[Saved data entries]
+++++
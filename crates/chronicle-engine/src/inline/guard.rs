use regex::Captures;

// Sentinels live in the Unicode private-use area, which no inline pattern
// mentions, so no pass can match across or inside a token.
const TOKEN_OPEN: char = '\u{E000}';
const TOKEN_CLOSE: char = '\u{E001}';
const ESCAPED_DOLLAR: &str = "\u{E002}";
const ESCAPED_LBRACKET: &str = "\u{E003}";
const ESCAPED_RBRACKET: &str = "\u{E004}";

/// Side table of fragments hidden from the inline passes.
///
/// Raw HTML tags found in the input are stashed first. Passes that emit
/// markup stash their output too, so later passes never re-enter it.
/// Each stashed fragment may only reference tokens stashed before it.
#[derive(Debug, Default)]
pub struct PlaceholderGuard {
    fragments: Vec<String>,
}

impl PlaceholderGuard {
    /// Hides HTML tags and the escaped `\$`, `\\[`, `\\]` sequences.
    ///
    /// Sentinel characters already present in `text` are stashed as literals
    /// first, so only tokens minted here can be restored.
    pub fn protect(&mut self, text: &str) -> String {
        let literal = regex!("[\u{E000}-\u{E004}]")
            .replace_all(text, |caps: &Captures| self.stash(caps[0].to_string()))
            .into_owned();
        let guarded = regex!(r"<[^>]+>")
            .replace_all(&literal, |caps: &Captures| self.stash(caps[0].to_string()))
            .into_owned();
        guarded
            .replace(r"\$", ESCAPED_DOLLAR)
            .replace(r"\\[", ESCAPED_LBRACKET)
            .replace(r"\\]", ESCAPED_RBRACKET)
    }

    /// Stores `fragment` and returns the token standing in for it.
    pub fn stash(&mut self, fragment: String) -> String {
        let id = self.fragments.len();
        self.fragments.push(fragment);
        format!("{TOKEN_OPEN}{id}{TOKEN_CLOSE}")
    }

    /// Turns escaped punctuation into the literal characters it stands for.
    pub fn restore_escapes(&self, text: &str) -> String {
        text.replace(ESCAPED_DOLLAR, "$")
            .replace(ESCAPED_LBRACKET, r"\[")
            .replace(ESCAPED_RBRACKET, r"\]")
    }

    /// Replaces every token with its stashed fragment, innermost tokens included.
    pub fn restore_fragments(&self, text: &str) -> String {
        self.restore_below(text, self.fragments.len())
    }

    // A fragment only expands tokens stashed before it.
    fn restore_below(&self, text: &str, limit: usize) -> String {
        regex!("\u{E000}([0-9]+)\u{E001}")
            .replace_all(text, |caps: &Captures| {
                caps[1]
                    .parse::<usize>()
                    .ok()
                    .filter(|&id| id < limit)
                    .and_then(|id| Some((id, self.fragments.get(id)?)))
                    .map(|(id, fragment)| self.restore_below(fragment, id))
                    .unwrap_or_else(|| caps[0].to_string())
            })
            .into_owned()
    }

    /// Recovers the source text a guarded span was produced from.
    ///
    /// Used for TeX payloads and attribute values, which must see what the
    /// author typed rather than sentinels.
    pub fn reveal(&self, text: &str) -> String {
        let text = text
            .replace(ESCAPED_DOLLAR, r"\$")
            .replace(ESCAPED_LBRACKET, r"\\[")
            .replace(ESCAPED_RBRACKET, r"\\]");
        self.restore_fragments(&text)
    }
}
+++++
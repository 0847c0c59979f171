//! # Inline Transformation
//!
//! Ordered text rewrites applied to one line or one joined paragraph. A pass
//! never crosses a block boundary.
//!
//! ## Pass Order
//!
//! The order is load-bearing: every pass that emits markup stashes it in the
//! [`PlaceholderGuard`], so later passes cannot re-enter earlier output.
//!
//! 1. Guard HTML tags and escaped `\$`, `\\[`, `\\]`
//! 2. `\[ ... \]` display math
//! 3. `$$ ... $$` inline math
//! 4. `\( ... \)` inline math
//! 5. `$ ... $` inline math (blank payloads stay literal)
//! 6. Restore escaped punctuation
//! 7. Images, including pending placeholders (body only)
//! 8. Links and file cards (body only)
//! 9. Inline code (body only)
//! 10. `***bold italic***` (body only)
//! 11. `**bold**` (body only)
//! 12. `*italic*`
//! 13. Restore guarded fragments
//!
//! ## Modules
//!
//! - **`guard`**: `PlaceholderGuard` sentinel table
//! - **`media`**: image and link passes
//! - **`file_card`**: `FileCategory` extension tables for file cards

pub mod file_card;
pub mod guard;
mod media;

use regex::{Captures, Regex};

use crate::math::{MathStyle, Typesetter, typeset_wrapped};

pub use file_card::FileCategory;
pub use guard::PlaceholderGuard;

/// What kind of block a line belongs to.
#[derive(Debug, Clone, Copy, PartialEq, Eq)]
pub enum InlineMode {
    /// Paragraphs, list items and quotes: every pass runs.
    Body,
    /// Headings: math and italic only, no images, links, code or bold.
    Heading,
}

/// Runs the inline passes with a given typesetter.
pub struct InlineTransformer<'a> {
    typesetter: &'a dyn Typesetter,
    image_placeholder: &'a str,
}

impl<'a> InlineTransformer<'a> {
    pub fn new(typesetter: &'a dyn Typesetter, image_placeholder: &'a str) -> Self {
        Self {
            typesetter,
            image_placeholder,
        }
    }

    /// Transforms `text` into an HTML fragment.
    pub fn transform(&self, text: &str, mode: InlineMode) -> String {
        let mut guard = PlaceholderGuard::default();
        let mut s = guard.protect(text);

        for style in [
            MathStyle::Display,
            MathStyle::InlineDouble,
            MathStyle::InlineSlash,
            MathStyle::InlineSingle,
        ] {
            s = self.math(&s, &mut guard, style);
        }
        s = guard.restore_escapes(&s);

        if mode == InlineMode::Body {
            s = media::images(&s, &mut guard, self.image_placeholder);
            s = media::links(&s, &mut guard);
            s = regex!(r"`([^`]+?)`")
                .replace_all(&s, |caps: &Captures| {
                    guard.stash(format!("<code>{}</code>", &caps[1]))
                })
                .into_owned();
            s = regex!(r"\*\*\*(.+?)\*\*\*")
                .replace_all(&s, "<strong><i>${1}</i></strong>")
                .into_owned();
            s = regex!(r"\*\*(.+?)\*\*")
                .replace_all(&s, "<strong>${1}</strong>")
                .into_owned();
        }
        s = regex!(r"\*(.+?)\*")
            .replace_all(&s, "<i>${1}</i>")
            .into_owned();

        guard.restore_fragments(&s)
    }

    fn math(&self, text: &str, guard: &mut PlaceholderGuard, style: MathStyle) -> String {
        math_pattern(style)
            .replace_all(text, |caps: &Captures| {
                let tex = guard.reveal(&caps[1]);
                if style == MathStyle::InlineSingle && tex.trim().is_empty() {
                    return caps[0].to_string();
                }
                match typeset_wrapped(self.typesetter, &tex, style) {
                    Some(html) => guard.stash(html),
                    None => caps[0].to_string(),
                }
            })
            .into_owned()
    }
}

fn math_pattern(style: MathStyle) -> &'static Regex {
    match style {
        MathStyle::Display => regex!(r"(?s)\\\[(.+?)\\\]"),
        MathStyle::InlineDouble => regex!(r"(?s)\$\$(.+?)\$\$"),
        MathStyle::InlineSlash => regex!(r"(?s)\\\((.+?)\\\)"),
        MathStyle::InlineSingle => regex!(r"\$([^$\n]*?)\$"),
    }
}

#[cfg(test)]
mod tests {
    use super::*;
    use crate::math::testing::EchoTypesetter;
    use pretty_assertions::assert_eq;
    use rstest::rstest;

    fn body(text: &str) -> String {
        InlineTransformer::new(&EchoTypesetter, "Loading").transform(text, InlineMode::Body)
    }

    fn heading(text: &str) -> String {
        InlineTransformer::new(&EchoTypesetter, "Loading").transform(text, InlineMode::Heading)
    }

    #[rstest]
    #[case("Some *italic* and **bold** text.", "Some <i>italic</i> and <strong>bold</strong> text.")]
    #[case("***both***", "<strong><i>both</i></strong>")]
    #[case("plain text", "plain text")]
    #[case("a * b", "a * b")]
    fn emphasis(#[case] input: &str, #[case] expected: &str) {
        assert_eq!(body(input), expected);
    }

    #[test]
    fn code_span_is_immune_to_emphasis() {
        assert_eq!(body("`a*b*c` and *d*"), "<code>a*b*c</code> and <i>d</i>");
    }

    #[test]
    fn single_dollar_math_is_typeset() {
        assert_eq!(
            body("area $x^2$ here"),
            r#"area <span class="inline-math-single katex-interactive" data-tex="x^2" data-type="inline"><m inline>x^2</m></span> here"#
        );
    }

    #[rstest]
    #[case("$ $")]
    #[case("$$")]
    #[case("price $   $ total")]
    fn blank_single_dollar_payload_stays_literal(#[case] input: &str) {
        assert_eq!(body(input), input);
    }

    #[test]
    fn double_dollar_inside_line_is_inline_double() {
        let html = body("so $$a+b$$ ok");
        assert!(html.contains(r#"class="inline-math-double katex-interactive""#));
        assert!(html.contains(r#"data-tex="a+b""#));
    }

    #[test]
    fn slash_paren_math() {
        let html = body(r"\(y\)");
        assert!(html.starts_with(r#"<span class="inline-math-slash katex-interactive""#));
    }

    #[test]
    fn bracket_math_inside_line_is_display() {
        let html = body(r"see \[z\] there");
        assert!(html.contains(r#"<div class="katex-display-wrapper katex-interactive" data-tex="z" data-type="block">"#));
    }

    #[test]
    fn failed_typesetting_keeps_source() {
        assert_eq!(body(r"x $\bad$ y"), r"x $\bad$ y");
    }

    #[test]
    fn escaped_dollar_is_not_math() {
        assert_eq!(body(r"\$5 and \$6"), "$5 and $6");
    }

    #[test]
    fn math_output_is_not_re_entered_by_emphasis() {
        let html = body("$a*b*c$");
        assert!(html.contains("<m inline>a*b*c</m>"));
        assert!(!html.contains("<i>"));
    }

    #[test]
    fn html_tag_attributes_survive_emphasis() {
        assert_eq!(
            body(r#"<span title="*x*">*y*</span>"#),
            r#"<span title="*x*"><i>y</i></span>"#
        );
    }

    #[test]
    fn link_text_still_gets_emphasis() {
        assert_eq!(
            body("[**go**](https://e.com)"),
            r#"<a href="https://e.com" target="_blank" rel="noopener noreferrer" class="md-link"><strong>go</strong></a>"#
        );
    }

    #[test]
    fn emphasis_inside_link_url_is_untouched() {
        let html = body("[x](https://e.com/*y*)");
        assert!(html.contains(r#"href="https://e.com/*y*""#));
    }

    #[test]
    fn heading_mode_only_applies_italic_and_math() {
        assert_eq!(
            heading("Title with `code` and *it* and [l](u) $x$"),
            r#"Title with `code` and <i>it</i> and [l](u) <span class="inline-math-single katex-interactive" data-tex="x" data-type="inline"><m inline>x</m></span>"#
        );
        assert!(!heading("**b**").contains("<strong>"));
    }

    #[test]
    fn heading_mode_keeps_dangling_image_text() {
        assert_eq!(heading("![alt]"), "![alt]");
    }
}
+++++
■ EXERCISE BRIEF ■
Of all the entries above, repeat only the lines from the line that has "filename crates/chronicle-engine/src/inline/guard.rs" to the line that has "pub fn restore_fragments(&self, text: &str)", both lines included, exactly.

■ SOLVED PROBLEM ■
filename crates/chronicle-engine/src/inline/guard.rs
use regex::Captures;

// Sentinels live in the Unicode private-use area, which no inline pattern
// mentions, so no pass can match across or inside a token.
const TOKEN_OPEN: char = '\u{E000}';
const TOKEN_CLOSE: char = '\u{E001}';
const ESCAPED_DOLLAR: &str = "\u{E002}";
const ESCAPED_LBRACKET: &str = "\u{E003}";
const ESCAPED_RBRACKET: &str = "\u{E004}";

/// Side table of fragments hidden from the inline passes.
///
/// Raw HTML tags found in the input are stashed first. Passes that emit
/// markup stash their output too, so later passes never re-enter it.
/// Each stashed fragment may only reference tokens stashed before it.
#[derive(Debug, Default)]
pub struct PlaceholderGuard {
    fragments: Vec<String>,
}

impl PlaceholderGuard {
    /// Hides HTML tags and the escaped `\$`, `\\[`, `\\]` sequences.
    ///
    /// Sentinel characters already present in `text` are stashed as literals
    /// first, so only tokens minted here can be restored.
    pub fn protect(&mut self, text: &str) -> String {
        let literal = regex!("[\u{E000}-\u{E004}]")
            .replace_all(text, |caps: &Captures| self.stash(caps[0].to_string()))
            .into_owned();
        let guarded = regex!(r"<[^>]+>")
            .replace_all(&literal, |caps: &Captures| self.stash(caps[0].to_string()))
            .into_owned();
        guarded
            .replace(r"\$", ESCAPED_DOLLAR)
            .replace(r"\\[", ESCAPED_LBRACKET)
            .replace(r"\\]", ESCAPED_RBRACKET)
    }

    /// Stores `fragment` and returns the token standing in for it.
    pub fn stash(&mut self, fragment: String) -> String {
        let id = self.fragments.len();
        self.fragments.push(fragment);
        format!("{TOKEN_OPEN}{id}{TOKEN_CLOSE}")
    }

    /// Turns escaped punctuation into the literal characters it stands for.
    pub fn restore_escapes(&self, text: &str) -> String {
        text.replace(ESCAPED_DOLLAR, "$")
            .replace(ESCAPED_LBRACKET, r"\[")
            .replace(ESCAPED_RBRACKET, r"\]")
    }

    /// Replaces every token with its stashed fragment, innermost tokens included.
    pub fn restore_fragments(&self, text: &str) -> String {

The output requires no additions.